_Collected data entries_
--------

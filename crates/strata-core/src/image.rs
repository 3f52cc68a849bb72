//! Raster representation for the compositing pipeline.

use image::{DynamicImage, RgbaImage};

use crate::error::CompositeError;

/// Working raster. Always stored as RGBA `f32`, display-referred, `0..=1`.
///
/// Adjustment formulas are written against 8-bit levels (`0..=255`); they
/// are evaluated on normalized values and every step clamps back into
/// `0..=1`, so a chain behaves like the same chain on an 8-bit canvas.
#[derive(Debug, Clone, PartialEq)]
pub struct RasterImage {
    /// Width in pixels.
    pub width: u32,
    /// Height in pixels.
    pub height: u32,
    /// Row-major pixels.
    pub pixels: Vec<[f32; 4]>,
}

impl RasterImage {
    /// A raster filled with one color.
    pub fn filled(width: u32, height: u32, color: [f32; 4]) -> Self {
        Self {
            width,
            height,
            pixels: vec![color; width as usize * height as usize],
        }
    }

    /// Fails when `pixels` does not hold exactly `width * height` entries.
    pub fn check_len(&self) -> Result<(), CompositeError> {
        let expected = self.width as usize * self.height as usize;
        if self.pixels.len() != expected {
            return Err(CompositeError::InvalidBuffer {
                expected: expected * 4,
                actual: self.pixels.len() * 4,
            });
        }
        Ok(())
    }

    /// Build from tightly packed RGBA8 bytes.
    pub fn from_rgba8(width: u32, height: u32, data: &[u8]) -> Result<Self, CompositeError> {
        let expected = width as usize * height as usize * 4;
        if data.len() != expected {
            return Err(CompositeError::InvalidBuffer {
                expected,
                actual: data.len(),
            });
        }
        let pixels = data
            .chunks_exact(4)
            .map(|p| {
                [
                    f32::from(p[0]) / 255.0,
                    f32::from(p[1]) / 255.0,
                    f32::from(p[2]) / 255.0,
                    f32::from(p[3]) / 255.0,
                ]
            })
            .collect();
        Ok(Self {
            width,
            height,
            pixels,
        })
    }

    /// Convert a decoded image. Higher bit depths keep their precision.
    pub fn from_dynamic(img: &DynamicImage) -> Self {
        let rgba = img.to_rgba32f();
        let (width, height) = rgba.dimensions();
        let pixels = rgba
            .pixels()
            .map(|p| [p.0[0], p.0[1], p.0[2], p.0[3]])
            .collect();
        Self {
            width,
            height,
            pixels,
        }
    }

    /// Quantize to an 8-bit RGBA image.
    pub fn to_rgba8(&self) -> RgbaImage {
        let bytes: Vec<u8> = self
            .pixels
            .iter()
            .flat_map(|p| p.map(quantize))
            .collect();
        RgbaImage::from_raw(self.width, self.height, bytes)
            .unwrap_or_else(|| RgbaImage::new(self.width, self.height))
    }

    /// Number of pixels.
    pub fn pixel_count(&self) -> usize {
        self.pixels.len()
    }

    /// Row-major index of `(x, y)`.
    #[inline]
    pub fn index(&self, x: u32, y: u32) -> usize {
        y as usize * self.width as usize + x as usize
    }

    /// Pixel at `(x, y)`, or `None` outside the raster.
    pub fn get(&self, x: u32, y: u32) -> Option<[f32; 4]> {
        (x < self.width && y < self.height).then(|| self.pixels[self.index(x, y)])
    }

    /// Pixel with coordinates clamped to the nearest edge.
    #[inline]
    pub fn sample_clamped(&self, x: i64, y: i64) -> [f32; 4] {
        let cx = x.clamp(0, i64::from(self.width) - 1) as u32;
        let cy = y.clamp(0, i64::from(self.height) - 1) as u32;
        self.pixels[self.index(cx, cy)]
    }

    /// Raw bytes of the pixel buffer, for GPU upload.
    pub fn as_bytes(&self) -> &[u8] {
        bytemuck::cast_slice(&self.pixels)
    }
}

/// Map a normalized channel to its 8-bit level.
#[inline]
pub fn quantize(v: f32) -> u8 {
    (v.clamp(0.0, 1.0) * 255.0 + 0.5).floor() as u8
}

/// Anything the compositor can read pixels from.
#[derive(Debug, Clone, Copy)]
pub enum ImageSource<'a> {
    /// An image decoded by the `image` crate.
    Decoded(&'a DynamicImage),
    /// Tightly packed RGBA8 bytes, as read back from a canvas.
    Rgba8 {
        width: u32,
        height: u32,
        data: &'a [u8],
    },
    /// An existing working raster.
    Raster(&'a RasterImage),
}

impl ImageSource<'_> {
    /// Width and height of the source.
    pub fn dimensions(&self) -> (u32, u32) {
        match self {
            Self::Decoded(img) => (img.width(), img.height()),
            Self::Rgba8 { width, height, .. } => (*width, *height),
            Self::Raster(r) => (r.width, r.height),
        }
    }

    /// Convert to a working raster.
    ///
    /// A zero-area source has no drawable surface and fails with
    /// [`CompositeError::ContextUnavailable`].
    pub fn to_raster(&self) -> Result<RasterImage, CompositeError> {
        let (width, height) = self.dimensions();
        if width == 0 || height == 0 {
            return Err(CompositeError::ContextUnavailable { width, height });
        }
        match self {
            Self::Decoded(img) => Ok(RasterImage::from_dynamic(img)),
            Self::Rgba8 {
                width,
                height,
                data,
            } => RasterImage::from_rgba8(*width, *height, data),
            Self::Raster(r) => {
                r.check_len()?;
                Ok((*r).clone())
            }
        }
    }
}

#[cfg(test)]
mod tests {
    use super::*;

    #[test]
    fn test_rgba8_roundtrip_is_exact() {
        let data: Vec<u8> = (0..=255u8).flat_map(|v| [v, 255 - v, v / 2, 255]).collect();
        let raster = RasterImage::from_rgba8(16, 16, &data).unwrap();
        assert_eq!(raster.to_rgba8().into_raw(), data);
    }

    #[test]
    fn test_rgba8_length_mismatch_is_rejected() {
        let err = RasterImage::from_rgba8(2, 2, &[0; 15]).unwrap_err();
        assert!(matches!(
            err,
            CompositeError::InvalidBuffer {
                expected: 16,
                actual: 15
            }
        ));
    }

    #[test]
    fn test_zero_area_source_has_no_context() {
        let empty = RasterImage::filled(0, 4, [0.0; 4]);
        let err = ImageSource::Raster(&empty).to_raster().unwrap_err();
        assert!(matches!(err, CompositeError::ContextUnavailable { .. }));
    }

    #[test]
    fn test_sample_clamped_stays_on_edge() {
        let mut img = RasterImage::filled(3, 1, [0.0, 0.0, 0.0, 1.0]);
        img.pixels[0] = [1.0, 0.0, 0.0, 1.0];
        img.pixels[2] = [0.0, 0.0, 1.0, 1.0];
        assert_eq!(img.sample_clamped(-5, 0), img.pixels[0]);
        assert_eq!(img.sample_clamped(10, 3), img.pixels[2]);
    }
}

--------

_WORK INSTRUCTION_
The answer must be the lines from the one containing "let mut img" through the last line of the records, written out exactly; please include nothing more.

_RESPONSE TO THE EXERCISE_
        let mut img = RasterImage::filled(3, 1, [0.0, 0.0, 0.0, 1.0]);
        img.pixels[0] = [1.0, 0.0, 0.0, 1.0];
        img.pixels[2] = [0.0, 0.0, 1.0, 1.0];
        assert_eq!(img.sample_clamped(-5, 0), img.pixels[0]);
        assert_eq!(img.sample_clamped(10, 3), img.pixels[2]);
    }
}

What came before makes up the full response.